Un ouvrier agricole fétichiste des dessous

«J’ai eu une pulsion », explique le prévenu âgé de 35 ans, à la barre du tribunal correctionnel de Dieppe, lors de l’audience de mardi matin. Il s’était introduit dans la chambre d’une commerçante, essayant de trouver des sous-vêtements. C’est la mère de la jeune femme qui avait surpris l’homme.

Les faits se sont produits dans l’après-midi du 12 juin 2015, dans un petit village près de Tôtes (commune située dans le département de la Seine-Maritime en Normandie). Ouvrier agricole travaillant dans la maison voisine du commerce, il avait pris contact avec la victime, lui demandant si la haie qu’il devait tailler appartenait à sa propriété ou non. Le dialogue était courtois et la victime était retournée travailler dans son magasin. C’est alors que le prévenu, qui a déjà été condamné pour des faits similaires en 2011, s’est introduit dans la maison, est monté à l’étage pour aller dans la chambre de la victime. Elle-même et sa mère ont entendu du bruit et c’est la mère qui a débusqué le prévenu.

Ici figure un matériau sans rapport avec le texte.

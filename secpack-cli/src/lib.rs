//! Shared plumbing for the secpack command-line tools.

use std::process::ExitCode;

use secpack_core::{Clock, PackagerError};
use serde::Serialize;
use tracing_subscriber::filter::LevelFilter;
use tracing_subscriber::{EnvFilter, FmtSubscriber};

/// Installs the stderr log subscriber. `RUST_LOG` wins over `verbose`.
pub fn init_tracing(verbose: bool) {
    let default_level = if verbose {
        LevelFilter::DEBUG
    } else {
        LevelFilter::INFO
    };
    let filter = EnvFilter::builder()
        .with_default_directive(default_level.into())
        .from_env_lossy();
    FmtSubscriber::builder()
        .with_env_filter(filter)
        .with_writer(std::io::stderr)
        .with_target(false)
        .compact()
        .init();
}

/// Exit status for a failed run: the error's class code, or 1 for anything
/// that did not come from the core.
pub fn exit_code_for(err: &anyhow::Error) -> u8 {
    err.downcast_ref::<PackagerError>()
        .map_or(1, PackagerError::exit_code)
}

/// Prints `err` with its context chain and converts it into an exit status.
pub fn fail(err: &anyhow::Error) -> ExitCode {
    eprintln!("Error: {err:#}");
    ExitCode::from(exit_code_for(err))
}

/// Parses the clock override given by `--fake-now`.
pub fn clock_from_override(value: Option<&str>) -> Result<Clock, PackagerError> {
    match value.map(str::trim).filter(|v| !v.is_empty()) {
        None => Ok(Clock::System),
        Some(v) => Clock::parse_override(v).ok_or_else(|| {
            PackagerError::Configuration(format!(
                "clock override must be YYYY-MM-DD or RFC 3339, got {v:?}"
            ))
        }),
    }
}

/// Prints `value` as pretty JSON on stdout.
pub fn print_json<T: Serialize>(value: &T) -> anyhow::Result<()> {
    println!("{}", serde_json::to_string_pretty(value)?);
    Ok(())
}
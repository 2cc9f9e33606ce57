//! Vendor licensing for secure packages.
//!
//! A vendor signs a short token naming the licensee and an expiry date.
//! Unpacking a license-gated package verifies that token against the vendor
//! public key and applies the expiry policy before any key material is
//! touched.
//!
//! # Token Format
//!
//! `base64url(expiry:company:email:NOFERNET:base64url(signature))`
//!
//! The signature is RSASSA-PSS with SHA-256 over
//! `expiry:company:email:NOFERNET`.

mod error;
mod policy;
mod token;

pub use error::{LicenseError, LicenseResult};
pub use policy::{
    evaluate, Clock, LicenseReport, LicenseStatus, BLOCK_WINDOW_HOURS, WARNING_WINDOW_DAYS,
};
pub use token::{
    issue, parse_expiry, verify, LicenseClaims, VerifiedToken, EXPIRY_FORMAT, RESERVED_FIELD,
};

use secpack_crypto::RsaPublicKey;

/// Verifies a token and applies the expiry policy at the clock's current time.
pub fn verify_license(
    token: &str,
    vendor: &RsaPublicKey,
    clock: Clock,
) -> LicenseResult<LicenseReport> {
    let verified = verify(token, vendor)?;
    evaluate(&verified, clock.now())
}
//! The per-package symmetric key.
//!
//! One key is generated for every packaging run and protects every file in
//! that package. It leaves process memory only in wrapped form.

use crate::error::{CryptoError, CryptoResult};
use base64::{engine::general_purpose::URL_SAFE, Engine};
use rand::RngCore;
use zeroize::{Zeroize, ZeroizeOnDrop, Zeroizing};

/// Size of symmetric keys in bytes (256 bits for ChaCha20).
pub const KEY_SIZE: usize = 32;

/// Length of the textual (base64url, padded) form of a key.
pub const KEY_TEXT_LEN: usize = 44;

/// A symmetric payload key with automatic zeroization on drop.
#[derive(Zeroize, ZeroizeOnDrop)]
pub struct SymmetricKey {
    bytes: [u8; KEY_SIZE],
}

impl SymmetricKey {
    /// Generates a fresh key from the OS random source.
    pub fn generate() -> Self {
        let mut bytes = [0u8; KEY_SIZE];
        rand::rngs::OsRng.fill_bytes(&mut bytes);
        Self { bytes }
    }

    /// Creates a key from raw bytes.
    pub fn from_bytes(bytes: [u8; KEY_SIZE]) -> Self {
        Self { bytes }
    }

    /// Returns the key bytes.
    pub fn as_bytes(&self) -> &[u8; KEY_SIZE] {
        &self.bytes
    }

    /// Encodes the key as base64url text. This is the form that gets wrapped.
    pub fn to_text(&self) -> Zeroizing<String> {
        Zeroizing::new(URL_SAFE.encode(self.bytes))
    }

    /// Parses the textual form produced by [`SymmetricKey::to_text`].
    pub fn from_text(text: &[u8]) -> CryptoResult<Self> {
        let text = std::str::from_utf8(text)
            .map_err(|_| CryptoError::MalformedKey("key text is not UTF-8".into()))?;
        let decoded = Zeroizing::new(
            URL_SAFE
                .decode(text.trim())
                .map_err(|e| CryptoError::MalformedKey(format!("invalid base64: {e}")))?,
        );
        if decoded.len() != KEY_SIZE {
            return Err(CryptoError::MalformedKey(format!(
                "expected {KEY_SIZE} key bytes, got {}",
                decoded.len()
            )));
        }
        let mut bytes = [0u8; KEY_SIZE];
        bytes.copy_from_slice(&decoded);
        Ok(Self { bytes })
    }
}

impl std::fmt::Debug for SymmetricKey {
    fn fmt(&self, f: &mut std::fmt::Formatter<'_>) -> std::fmt::Result {
        f.debug_struct("SymmetricKey")
            .field("bytes", &"[REDACTED]")
            .finish()
    }
}
//! Building and extracting package archives.

use std::collections::{BTreeMap, BTreeSet};
use std::fs::{self, File};
use std::io::{Read, Seek, Write};
use std::path::{Path, PathBuf};

use tracing::debug;
use zip::write::SimpleFileOptions;
use zip::{CompressionMethod, DateTime, ZipArchive, ZipWriter};

use crate::manifest::Manifest;
use crate::names::{original_name, MANIFEST_ENTRY};
use crate::path::safe_entry_path;
use crate::{ArchiveError, ArchiveResult};

/// Collects flat files and writes them into a deterministic zip container.
///
/// Entries are written in name order with a fixed timestamp, so identical
/// inputs produce identical archives.
#[derive(Debug, Default)]
pub struct ArchiveBuilder {
    entries: BTreeMap<String, PathBuf>,
}

impl ArchiveBuilder {
    pub fn new() -> Self {
        Self::default()
    }

    /// Adds every regular file directly inside `dir`. Subdirectories are skipped.
    pub fn from_staging_dir(dir: &Path) -> ArchiveResult<Self> {
        let mut builder = Self::new();
        for entry in fs::read_dir(dir)? {
            let entry = entry?;
            if !entry.file_type()?.is_file() {
                continue;
            }
            let name = entry.file_name().into_string().map_err(|n| {
                ArchiveError::Invalid(format!("non UTF-8 file name in staging area: {n:?}"))
            })?;
            builder = builder.add_file(&name, entry.path())?;
        }
        Ok(builder)
    }

    /// Adds `path` under entry name `name`.
    pub fn add_file(mut self, name: &str, path: PathBuf) -> ArchiveResult<Self> {
        safe_entry_path(name)?;
        if self.entries.insert(name.to_string(), path).is_some() {
            return Err(ArchiveError::DuplicateEntry(name.to_string()));
        }
        Ok(self)
    }

    /// Entry names in the order they will be written.
    pub fn entry_names(&self) -> impl Iterator<Item = &str> {
        self.entries.keys().map(String::as_str)
    }

    /// Writes the archive into `writer` and returns it.
    pub fn write_to<W: Write + Seek>(self, writer: W) -> ArchiveResult<W> {
        let mut zip = ZipWriter::new(writer);
        let options = SimpleFileOptions::default()
            .compression_method(CompressionMethod::Deflated)
            .last_modified_time(DateTime::default())
            .unix_permissions(0o644);

        for (name, path) in &self.entries {
            let mut source = File::open(path)?;
            zip.start_file(name.as_str(), options)?;
            std::io::copy(&mut source, &mut zip)?;
            debug!(entry = %name, "Added archive entry");
        }

        Ok(zip.finish()?)
    }
}

/// An opened package archive.
pub struct ArchiveReader<R> {
    archive: ZipArchive<R>,
}

impl ArchiveReader<File> {
    /// Opens an archive file.
    pub fn open(path: &Path) -> ArchiveResult<Self> {
        let file = File::open(path)?;
        Self::new(file)
    }
}

impl<R: Read + Seek> ArchiveReader<R> {
    /// Parses the container directory of `reader`.
    pub fn new(reader: R) -> ArchiveResult<Self> {
        Ok(Self {
            archive: ZipArchive::new(reader)?,
        })
    }

    /// Raw entry names as stored, without extracting anything.
    pub fn entry_names(&self) -> Vec<String> {
        self.archive.file_names().map(str::to_string).collect()
    }

    /// Extracts every entry under `dest`.
    ///
    /// All names are validated before the first byte is written; a single
    /// unsafe or duplicate name aborts the whole extraction.
    pub fn extract_to(&mut self, dest: &Path) -> ArchiveResult<ExtractedArchive> {
        let mut planned = Vec::with_capacity(self.archive.len());
        let mut seen = BTreeSet::new();
        for i in 0..self.archive.len() {
            let file = self.archive.by_index_raw(i)?;
            let name = file.name().to_string();
            let relative = safe_entry_path(&name)?;
            if !seen.insert(relative.clone()) {
                return Err(ArchiveError::DuplicateEntry(name));
            }
            planned.push((i, name, relative, file.is_dir()));
        }

        let mut files = Vec::new();
        for (i, name, relative, is_dir) in planned {
            let target = dest.join(&relative);
            if is_dir {
                fs::create_dir_all(&target)?;
                continue;
            }
            if let Some(parent) = target.parent() {
                fs::create_dir_all(parent)?;
            }
            let mut entry = self.archive.by_index(i)?;
            let mut out = File::create(&target)?;
            std::io::copy(&mut entry, &mut out)?;
            debug!(entry = %name, "Extracted archive entry");
            files.push(relative.to_string_lossy().replace('\\', "/"));
        }

        Ok(ExtractedArchive {
            root: dest.to_path_buf(),
            files,
        })
    }
}

/// Files of an archive after extraction.
#[derive(Debug, Clone)]
pub struct ExtractedArchive {
    root: PathBuf,
    files: Vec<String>,
}

impl ExtractedArchive {
    /// Relative paths of every extracted file, `/`-separated.
    pub fn files(&self) -> &[String] {
        &self.files
    }

    /// Returns true if a file entry named `name` was extracted.
    pub fn contains(&self, name: &str) -> bool {
        self.files.iter().any(|f| f == name)
    }

    /// Filesystem path of entry `name`, if it was extracted.
    pub fn path_of(&self, name: &str) -> Option<PathBuf> {
        self.contains(name).then(|| self.root.join(name))
    }

    /// Reads entry `name`, failing with [`ArchiveError::MissingEntry`] if absent.
    pub fn read(&self, name: &str) -> ArchiveResult<Vec<u8>> {
        let path = self
            .path_of(name)
            .ok_or_else(|| ArchiveError::MissingEntry(name.to_string()))?;
        Ok(fs::read(path)?)
    }

    /// Parses the manifest entry if the archive carries one.
    pub fn manifest(&self) -> ArchiveResult<Option<Manifest>> {
        if !self.contains(MANIFEST_ENTRY) {
            return Ok(None);
        }
        Manifest::from_json(&self.read(MANIFEST_ENTRY)?).map(Some)
    }

    /// Top-level ciphertext entries in name order, paired with their original names.
    pub fn payload_entries(&self) -> Vec<(String, String)> {
        let mut entries: Vec<_> = self
            .files
            .iter()
            .filter(|f| !f.contains('/'))
            .filter_map(|f| original_name(f).map(|orig| (f.clone(), orig.to_string())))
            .collect();
        entries.sort();
        entries
    }
}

« Je me suis déjà soigné une première fois avec l’aide d’un psychiatre et j’ai progressivement réduit les doses des médicaments car je pensais que j’étais guéri. Je souhaite mettre fin définitivement à ces pulsions que je ne contrôle pas, pour moi-même, ma famille et mes enfants. J’ai repris le traitement depuis les faits. » Le rapport psychiatrique a noté son fétichisme pour les dessous féminins, mais le prévenu ne semblait pas capable de passer à l’acte.

La partie civile présente à l’audience a demandé 10 000 € de dommages et intérêts. La substitut du procureur a requis 6 mois de prison avec sursis.

L’homme a été condamné début avril 2016 à 6 mois de prison avec sursis. Il a obligation de suivre des soins et interdiction d’entrer en contact et se rendre près du domicile de la victime. Il devra, en outre, lui verser 1 200 € de dommages et intérêts.